## Exercise details:
Look through the data below. Show each line where the string "room" occurs.

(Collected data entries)
▼
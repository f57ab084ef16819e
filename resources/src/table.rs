//! Generic resource table
//!
//! One table per object kind. The table owns the slot bookkeeping; the
//! caller owns what goes in a slot and how the backing host primitive is
//! built and torn down (the `ctor`/`dtor` closures).

use crate::error::{CreateError, DeleteError, TableError};
use core_types::{ObjectId, ObjectKind};
use std::collections::BTreeSet;
use std::fmt;
use std::sync::atomic::{AtomicU32, Ordering};
use std::sync::{Arc, Mutex, MutexGuard};

/// A populated slot
///
/// Records are immutable once published; mutable per-object state lives
/// behind the payload's own synchronization.
pub struct Record<T> {
    id: ObjectId,
    name: Option<String>,
    display_name: String,
    creator: ObjectId,
    payload: T,
}

impl<T> Record<T> {
    pub fn id(&self) -> ObjectId {
        self.id
    }

    /// Name the object was created with, if any
    pub fn name(&self) -> Option<&str> {
        self.name.as_deref()
    }

    /// Host-facing name: truncated and suffixed to be unique on the host
    pub fn display_name(&self) -> &str {
        &self.display_name
    }

    /// Task that created the object; [`ObjectId::UNDEFINED`] outside any task
    pub fn creator(&self) -> ObjectId {
        self.creator
    }

    pub fn payload(&self) -> &T {
        &self.payload
    }
}

impl<T> fmt::Debug for Record<T> {
    fn fmt(&self, f: &mut fmt::Formatter<'_>) -> fmt::Result {
        f.debug_struct("Record")
            .field("id", &self.id)
            .field("name", &self.name)
            .field("display_name", &self.display_name)
            .field("creator", &self.creator)
            .finish_non_exhaustive()
    }
}

enum SlotState<T> {
    Free,
    /// Reserved by an in-flight create; invisible to lookups
    Reserved { name: Option<String> },
    Valid(Arc<Record<T>>),
    /// In-flight delete; invisible to lookups, cannot be deleted again
    Releasing(Arc<Record<T>>),
}

struct Slot<T> {
    generation: u16,
    state: SlotState<T>,
}

impl<T> Slot<T> {
    fn reserved_or_live_name(&self) -> Option<&str> {
        match &self.state {
            SlotState::Free => None,
            SlotState::Reserved { name } => name.as_deref(),
            SlotState::Valid(record) | SlotState::Releasing(record) => record.name(),
        }
    }
}

struct TableInner<T> {
    slots: Vec<Slot<T>>,
    free: BTreeSet<usize>,
}

impl<T> TableInner<T> {
    /// Returns the slot to the free list and retires its generation
    fn release(&mut self, index: usize) {
        if let Some(slot) = self.slots.get_mut(index) {
            slot.state = SlotState::Free;
            slot.generation = ObjectId::next_generation(slot.generation);
            self.free.insert(index);
        }
    }
}

/// Fixed-capacity table of named objects of one kind
///
/// # Slot lifecycle
///
/// ```text
/// Free --create--> Reserved --ctor ok--> Valid --delete--> Releasing --dtor ok--> Free
///                     |                                        |
///                     +--ctor err--> Free          dtor err <--+--> Valid
/// ```
///
/// Only `Valid` slots are visible to lookups. Each return to `Free` bumps
/// the slot's generation, so every handle issued for the previous occupant
/// is rejected from then on while the slot itself is reused right away.
pub struct ResourceTable<T> {
    kind: ObjectKind,
    capacity: usize,
    name_limit: usize,
    host_name_len: usize,
    sequence: AtomicU32,
    inner: Mutex<TableInner<T>>,
}

impl<T> ResourceTable<T> {
    /// Largest capacity a 16-bit slot index can address
    pub const MAX_CAPACITY: usize = ObjectId::MAX_INDEX as usize;

    /// Creates an empty table
    ///
    /// Names must be strictly shorter than `name_limit` bytes. Display
    /// names are at most `host_name_len` bytes. Capacity is clamped to
    /// [`Self::MAX_CAPACITY`].
    pub fn new(kind: ObjectKind, capacity: usize, name_limit: usize, host_name_len: usize) -> Self {
        let capacity = capacity.min(Self::MAX_CAPACITY);
        let slots = (0..capacity)
            .map(|_| Slot {
                generation: 1,
                state: SlotState::Free,
            })
            .collect();
        Self {
            kind,
            capacity,
            name_limit,
            host_name_len,
            sequence: AtomicU32::new(0),
            inner: Mutex::new(TableInner {
                slots,
                free: (0..capacity).collect(),
            }),
        }
    }

    pub fn kind(&self) -> ObjectKind {
        self.kind
    }

    pub fn capacity(&self) -> usize {
        self.capacity
    }

    /// Rejects names that are not strictly shorter than the limit
    pub fn validate_name(&self, name: &str) -> Result<(), TableError> {
        if name.len() >= self.name_limit {
            return Err(TableError::NameTooLong {
                len: name.len(),
                limit: self.name_limit,
            });
        }
        Ok(())
    }

    /// Allocates a slot and builds its payload
    ///
    /// 1. Validate the name (no lock taken).
    /// 2. Under the lock: fail with `NoFreeIds` if no slot is free, then
    ///    with `NameTaken` if a live or reserved slot has the same name,
    ///    otherwise reserve the lowest free index.
    /// 3. Without the lock: run `ctor` with the new handle and display name.
    /// 4. Publish the record, or release the slot if `ctor` failed.
    pub fn create<E, F>(
        &self,
        name: Option<&str>,
        creator: ObjectId,
        ctor: F,
    ) -> Result<ObjectId, CreateError<E>>
    where
        F: FnOnce(ObjectId, &str) -> Result<T, E>,
    {
        if let Some(name) = name {
            self.validate_name(name)?;
        }

        let (index, id) = {
            let mut inner = self.lock();
            let index = *inner.free.iter().next().ok_or(TableError::NoFreeIds)?;
            if let Some(name) = name {
                if inner
                    .slots
                    .iter()
                    .any(|slot| slot.reserved_or_live_name() == Some(name))
                {
                    return Err(TableError::NameTaken.into());
                }
            }
            inner.free.remove(&index);
            let slot = &mut inner.slots[index];
            slot.state = SlotState::Reserved {
                name: name.map(str::to_string),
            };
            (index, ObjectId::new(self.kind, slot.generation, index as u16))
        };

        let reservation = Reservation {
            table: self,
            index,
            armed: true,
        };
        let display_name = self.display_name_for(name);
        let payload = ctor(id, &display_name).map_err(CreateError::Constructor)?;

        let record = Arc::new(Record {
            id,
            name: name.map(str::to_string),
            display_name,
            creator,
            payload,
        });
        let mut inner = self.lock();
        inner.slots[index].state = SlotState::Valid(record);
        drop(inner);
        reservation.disarm();
        Ok(id)
    }

    /// Releases a slot after tearing down its payload
    ///
    /// The record is hidden from lookups while `dtor` runs. If `dtor`
    /// fails the record is restored unchanged and the handle stays valid.
    pub fn delete<E, F>(&self, id: ObjectId, dtor: F) -> Result<Arc<Record<T>>, DeleteError<E>>
    where
        F: FnOnce(&Record<T>) -> Result<(), E>,
    {
        let record = {
            let mut inner = self.lock();
            let index = self.checked_index(&inner, id)?;
            let slot = &mut inner.slots[index];
            let record = match &slot.state {
                SlotState::Valid(record) => Arc::clone(record),
                _ => return Err(TableError::InvalidId.into()),
            };
            slot.state = SlotState::Releasing(Arc::clone(&record));
            record
        };

        match dtor(&record) {
            Ok(()) => {
                self.lock().release(id.index());
                Ok(record)
            }
            Err(err) => {
                let mut inner = self.lock();
                inner.slots[id.index()].state = SlotState::Valid(Arc::clone(&record));
                Err(DeleteError::Destructor(err))
            }
        }
    }

    /// Resolves a handle to its record
    ///
    /// Wrong-kind, out-of-range, stale and not-yet-populated handles are
    /// all `InvalidId`.
    pub fn lookup(&self, id: ObjectId) -> Result<Arc<Record<T>>, TableError> {
        let inner = self.lock();
        let index = self.checked_index(&inner, id)?;
        match &inner.slots[index].state {
            SlotState::Valid(record) => Ok(Arc::clone(record)),
            _ => Err(TableError::InvalidId),
        }
    }

    /// Finds a live object by exact name
    pub fn find_by_name(&self, name: &str) -> Result<ObjectId, TableError> {
        self.validate_name(name)?;
        let inner = self.lock();
        inner
            .slots
            .iter()
            .find_map(|slot| match &slot.state {
                SlotState::Valid(record) if record.name() == Some(name) => Some(record.id()),
                _ => None,
            })
            .ok_or(TableError::NameNotFound)
    }

    /// Returns the first live record matching `predicate`
    pub fn find<P>(&self, mut predicate: P) -> Option<Arc<Record<T>>>
    where
        P: FnMut(&Record<T>) -> bool,
    {
        let inner = self.lock();
        inner.slots.iter().find_map(|slot| match &slot.state {
            SlotState::Valid(record) if predicate(record) => Some(Arc::clone(record)),
            _ => None,
        })
    }

    /// Handle of the live object in slot `index`, if any
    pub fn id_at(&self, index: usize) -> Option<ObjectId> {
        let inner = self.lock();
        match &inner.slots.get(index)?.state {
            SlotState::Valid(record) => Some(record.id()),
            _ => None,
        }
    }

    /// Handles of every live object, in slot order
    pub fn ids(&self) -> Vec<ObjectId> {
        self.records().iter().map(|r| r.id()).collect()
    }

    /// Every live record, in slot order
    pub fn records(&self) -> Vec<Arc<Record<T>>> {
        let inner = self.lock();
        inner
            .slots
            .iter()
            .filter_map(|slot| match &slot.state {
                SlotState::Valid(record) => Some(Arc::clone(record)),
                _ => None,
            })
            .collect()
    }

    /// Slots that are not free (live, reserved or being released)
    pub fn active_count(&self) -> usize {
        self.capacity - self.lock().free.len()
    }

    pub fn free_count(&self) -> usize {
        self.lock().free.len()
    }

    fn checked_index(&self, inner: &TableInner<T>, id: ObjectId) -> Result<usize, TableError> {
        if id.kind() != Some(self.kind) {
            return Err(TableError::InvalidId);
        }
        let index = id.index();
        match inner.slots.get(index) {
            Some(slot) if slot.generation == id.generation() => Ok(index),
            _ => Err(TableError::InvalidId),
        }
    }

    /// Builds a host name of at most `host_name_len` bytes
    ///
    /// The suffix is a per-table sequence number, so two names that
    /// truncate to the same prefix still get distinct host names. When the
    /// sequence outgrows the room, only its low digits are kept.
    fn display_name_for(&self, name: Option<&str>) -> String {
        let seq = self.sequence.fetch_add(1, Ordering::Relaxed).wrapping_add(1);
        let digits = seq.to_string();
        let keep = self.host_name_len.saturating_sub(1);
        let mut suffix = format!("-{}", &digits[digits.len().saturating_sub(keep)..]);
        suffix.truncate(self.host_name_len);
        let base = name.unwrap_or(self.kind.label());
        let room = self.host_name_len.saturating_sub(suffix.len());
        let mut cut = base.len().min(room);
        while !base.is_char_boundary(cut) {
            cut -= 1;
        }
        format!("{}{}", &base[..cut], suffix)
    }

    fn lock(&self) -> MutexGuard<'_, TableInner<T>> {
        self.inner
            .lock()
            .unwrap_or_else(|poisoned| poisoned.into_inner())
    }
}

impl<T> fmt::Debug for ResourceTable<T> {
    fn fmt(&self, f: &mut fmt::Formatter<'_>) -> fmt::Result {
        f.debug_struct("ResourceTable")
            .field("kind", &self.kind)
            .field("capacity", &self.capacity)
            .field("free", &self.free_count())
            .finish()
    }
}

/// Frees a reserved slot unless the create completes
///
/// Also covers a constructor that panics.
struct Reservation<'a, T> {
    table: &'a ResourceTable<T>,
    index: usize,
    armed: bool,
}

impl<T> Reservation<'_, T> {
    fn disarm(mut self) {
        self.armed = false;
    }
}

impl<T> Drop for Reservation<'_, T> {
    fn drop(&mut self) {
        if self.armed {
            self.table.lock().release(self.index);
        }
    }
}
▲
## Problem solution:
    /// sequence outgrows the room, only its low digits are kept.
        let room = self.host_name_len.saturating_sub(suffix.len());
        let mut cut = base.len().min(room);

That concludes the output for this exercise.